Negli anni seguenti lo incontrai qualche volta nelle aule del Tribunale di Genova quando erano in dibattimento gli episodi della scuola Diaz. Mi sembrò irrimediabilmente colpito nel fisico e nell'anima e in cuor mio augurai che il futuro si rivelasse benevolo con chi l'inferno in terra l'aveva già vissuto.
Sempre esile, sul viso un'espressione di serenità e di consapevolezza, conscio di contribuire autorevolmente con la sua preziosa testimonianza agli incontri che Amnesty International organizza sul tema. “Forze di polizia e diritti umani in Italia”.
Non fa più il giornalista, vive a Londra con la fidanzata Laura conosciuta a Genova e lavora in un negozio. Ad una studentessa che gli chiede quale sarebbe la sua reazione se uno degli agenti picchiatori andasse a scusarsi, risponde: “Gli chiederei di fare i nomi degli altri, per il mio pestaggio fuori dalla scuola non è stato identificato, e dunque condannato, nessuno”. Improvvisamente, sommerso da ricordi lancinanti, mormora: “Pensai: sto per morire”.

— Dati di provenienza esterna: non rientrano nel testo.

//! NUMA topology collector backed by `/sys/devices/system/node`.
//!
//! ```text
//! /sys/devices/system/node/
//! ├── node0/
//! │   ├── cpumap            hex mask of logical processors
//! │   ├── cpulist           (ignored, shares the `cpu` prefix)
//! │   ├── cpu0/topology/core_id
//! │   └── cpu1/topology/core_id
//! └── node1/ ...
//! ```

use crate::collector::error::CollectError;
use crate::collector::parser::{parse_decimal, parse_hex_bitmask, parse_indexed_name};
use crate::collector::traits::FileSystem;
use crate::collector::{read_dir_source, read_source};
use crate::config::{ScanPaths, file_name};
use crate::model::{Architecture, Core, Node, TopologyInfo};
use std::collections::{BTreeMap, BTreeSet};
use std::path::PathBuf;
use tracing::{debug, trace};

/// Collects NUMA nodes and the cores inside them.
///
/// The collector needs the host's logical processor count, which comes from
/// the CPU collector; it is passed in explicitly.
pub struct TopologyCollector<F: FileSystem> {
    fs: F,
    paths: ScanPaths,
}

impl<F: FileSystem> TopologyCollector<F> {
    /// Creates a new topology collector.
    pub fn new(fs: F, paths: ScanPaths) -> Self {
        Self { fs, paths }
    }

    /// Enumerates every `node<N>` directory.
    ///
    /// # Arguments
    /// * `total_threads` - host logical processor count; bits of a node mask
    ///   at or above it are ignored
    ///
    /// A host without the node directory yields an empty node list.
    pub fn collect(&self, total_threads: usize) -> Result<TopologyInfo, CollectError> {
        let dir = self.paths.node_dir();
        let Some(entries) = read_dir_source(&self.fs, &dir) else {
            return Ok(TopologyInfo::default());
        };

        let mut ids: Vec<u32> = entries
            .iter()
            .filter_map(|entry| file_name(entry))
            .filter_map(|name| parse_indexed_name(name, "node"))
            .collect();
        ids.sort_unstable();

        let mut nodes = Vec::with_capacity(ids.len());
        for id in ids {
            nodes.push(Node {
                id,
                processor_set: self.node_processor_set(id, total_threads)?,
                cores: self.node_cores(id)?,
            });
        }

        debug!(nodes = nodes.len(), "collected topology");
        Ok(TopologyInfo {
            architecture: Architecture::from_node_count(nodes.len()),
            nodes,
        })
    }

    /// Returns the logical processors associated with `node_id`.
    ///
    /// A missing `cpumap` yields an empty set; a malformed one is an error.
    pub fn node_processor_set(
        &self,
        node_id: u32,
        total_threads: usize,
    ) -> Result<BTreeSet<usize>, CollectError> {
        let path = self.node_path(node_id).join("cpumap");
        let Some(content) = read_source(&self.fs, &path) else {
            return Ok(BTreeSet::new());
        };
        let mask = parse_hex_bitmask(&content).map_err(|e| CollectError::parse(&path, e))?;
        Ok(mask.positions(total_threads))
    }

    /// Returns the physical cores of `node_id`, sorted by core id.
    ///
    /// Logical processors are the `cpu<N>` subdirectories of the node; the
    /// `cpumap` and `cpulist` files share the prefix and are skipped.
    pub fn node_cores(&self, node_id: u32) -> Result<Vec<Core>, CollectError> {
        let dir = self.node_path(node_id);
        let Some(entries) = read_dir_source(&self.fs, &dir) else {
            return Ok(Vec::new());
        };

        let mut cores: BTreeMap<u32, BTreeSet<usize>> = BTreeMap::new();
        for entry in entries {
            let Some(processor) = file_name(&entry).and_then(|name| parse_indexed_name(name, "cpu"))
            else {
                continue;
            };
            if !self.fs.is_dir(&entry) {
                trace!(path = ?entry, "skipping non-directory cpu entry");
                continue;
            }

            let path = entry.join("topology/core_id");
            let Some(content) = read_source(&self.fs, &path) else {
                continue;
            };
            let core_id: u32 = parse_decimal(&content).map_err(|e| CollectError::parse(&path, e))?;
            cores.entry(core_id).or_default().insert(processor as usize);
        }

        Ok(cores
            .into_iter()
            .map(|(id, processor_set)| Core { id, processor_set })
            .collect())
    }

    fn node_path(&self, node_id: u32) -> PathBuf {
        self.paths.node_dir().join(format!("node{}", node_id))
    }
}

#[cfg(test)]
mod tests {
    use super::*;
    use crate::collector::mock::MockFs;

    const NODE: &str = "/sys/devices/system/node";

    fn add_cpu(fs: &mut MockFs, node: u32, cpu: u32, core: u32) {
        fs.add_file(
            format!("{NODE}/node{node}/cpu{cpu}/topology/core_id"),
            format!("{core}\n"),
        );
    }

    fn collector(fs: MockFs) -> TopologyCollector<MockFs> {
        TopologyCollector::new(fs, ScanPaths::default())
    }

    #[test]
    fn test_single_node_is_smp() {
        let mut fs = MockFs::new();
        fs.add_file(format!("{NODE}/node0/cpumap"), "f\n");
        fs.add_file(format!("{NODE}/node0/cpulist"), "0-3\n");
        fs.add_file(format!("{NODE}/online"), "0\n");
        fs.add_file(format!("{NODE}/has_cpu"), "0\n");
        add_cpu(&mut fs, 0, 0, 0);
        add_cpu(&mut fs, 0, 1, 1);
        add_cpu(&mut fs, 0, 2, 0);
        add_cpu(&mut fs, 0, 3, 1);

        let info = collector(fs).collect(4).unwrap();

        assert_eq!(info.architecture, Architecture::Smp);
        assert_eq!(info.nodes.len(), 1);
        let node = &info.nodes[0];
        assert_eq!(node.processor_set, BTreeSet::from([0, 1, 2, 3]));
        assert_eq!(node.cores.len(), 2);
        assert_eq!(node.cores[0].processor_set, BTreeSet::from([0, 2]));
        assert_eq!(node.cores[1].processor_set, BTreeSet::from([1, 3]));
    }

    #[test]
    fn test_two_nodes_partition_processors() {
        let mut fs = MockFs::new();
        fs.add_file(format!("{NODE}/node0/cpumap"), "00000000,00000033\n");
        fs.add_file(format!("{NODE}/node1/cpumap"), "00000000,000000cc\n");
        for (cpu, node, core) in [(0, 0, 0), (1, 0, 1), (4, 0, 0), (5, 0, 1)] {
            add_cpu(&mut fs, node, cpu, core);
        }
        for (cpu, node, core) in [(2, 1, 0), (3, 1, 1), (6, 1, 0), (7, 1, 1)] {
            add_cpu(&mut fs, node, cpu, core);
        }

        let info = collector(fs).collect(8).unwrap();

        assert_eq!(info.architecture, Architecture::Numa);
        assert_eq!(info.nodes.len(), 2);

        let union: BTreeSet<usize> = info
            .nodes
            .iter()
            .flat_map(|n| n.processor_set.iter().copied())
            .collect();
        assert_eq!(union, (0..8).collect());
        assert!(info.nodes[0].processor_set.is_disjoint(&info.nodes[1].processor_set));
        assert_eq!(info.nodes[1].cores[0].processor_set, BTreeSet::from([2, 6]));
    }

    #[test]
    fn test_mask_bits_beyond_thread_count_ignored() {
        let mut fs = MockFs::new();
        fs.add_file(format!("{NODE}/node0/cpumap"), "3\n");

        let collector = collector(fs);
        assert_eq!(
            collector.node_processor_set(0, 4).unwrap(),
            BTreeSet::from([0, 1])
        );
        assert_eq!(
            collector.node_processor_set(0, 1).unwrap(),
            BTreeSet::from([0])
        );
    }

    #[test]
    fn test_missing_node_directory_yields_empty() {
        let info = collector(MockFs::new()).collect(4).unwrap();
        assert!(info.nodes.is_empty());
        assert_eq!(info.architecture, Architecture::Smp);
    }

    #[test]
    fn test_malformed_cpumap_is_parse_failure() {
        let mut fs = MockFs::new();
        fs.add_file(format!("{NODE}/node0/cpumap"), "not-hex\n");
        assert!(collector(fs).collect(4).is_err());
    }

    #[test]
    fn test_malformed_core_id_is_parse_failure() {
        let mut fs = MockFs::new();
        fs.add_file(format!("{NODE}/node0/cpumap"), "1\n");
        fs.add_file(format!("{NODE}/node0/cpu0/topology/core_id"), "zero\n");
        assert!(collector(fs).node_cores(0).is_err());
    }

    #[test]
    fn test_cpu_without_core_id_is_skipped() {
        let mut fs = MockFs::new();
        fs.add_dir(format!("{NODE}/node0/cpu0"));
        add_cpu(&mut fs, 0, 1, 0);

        let cores = collector(fs).node_cores(0).unwrap();
        assert_eq!(cores.len(), 1);
        assert_eq!(cores[0].processor_set, BTreeSet::from([1]));
    }
}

Conclude il suo intervento davanti a una platea di giovani studenti: “ Parlare dei fatti di Genova significa difendere i diritti umani che sono minacciati ogni giorno, anche in Occidente, anche qui”.
La sua avventura giudiziaria è terminata con un cospicuo risarcimento in solido dallo Stato Italiano. Risarcimento che la Corte dei Conti non è riuscita a far rivalere su coloro che ne furono i responsabili, tuttora sconosciuti.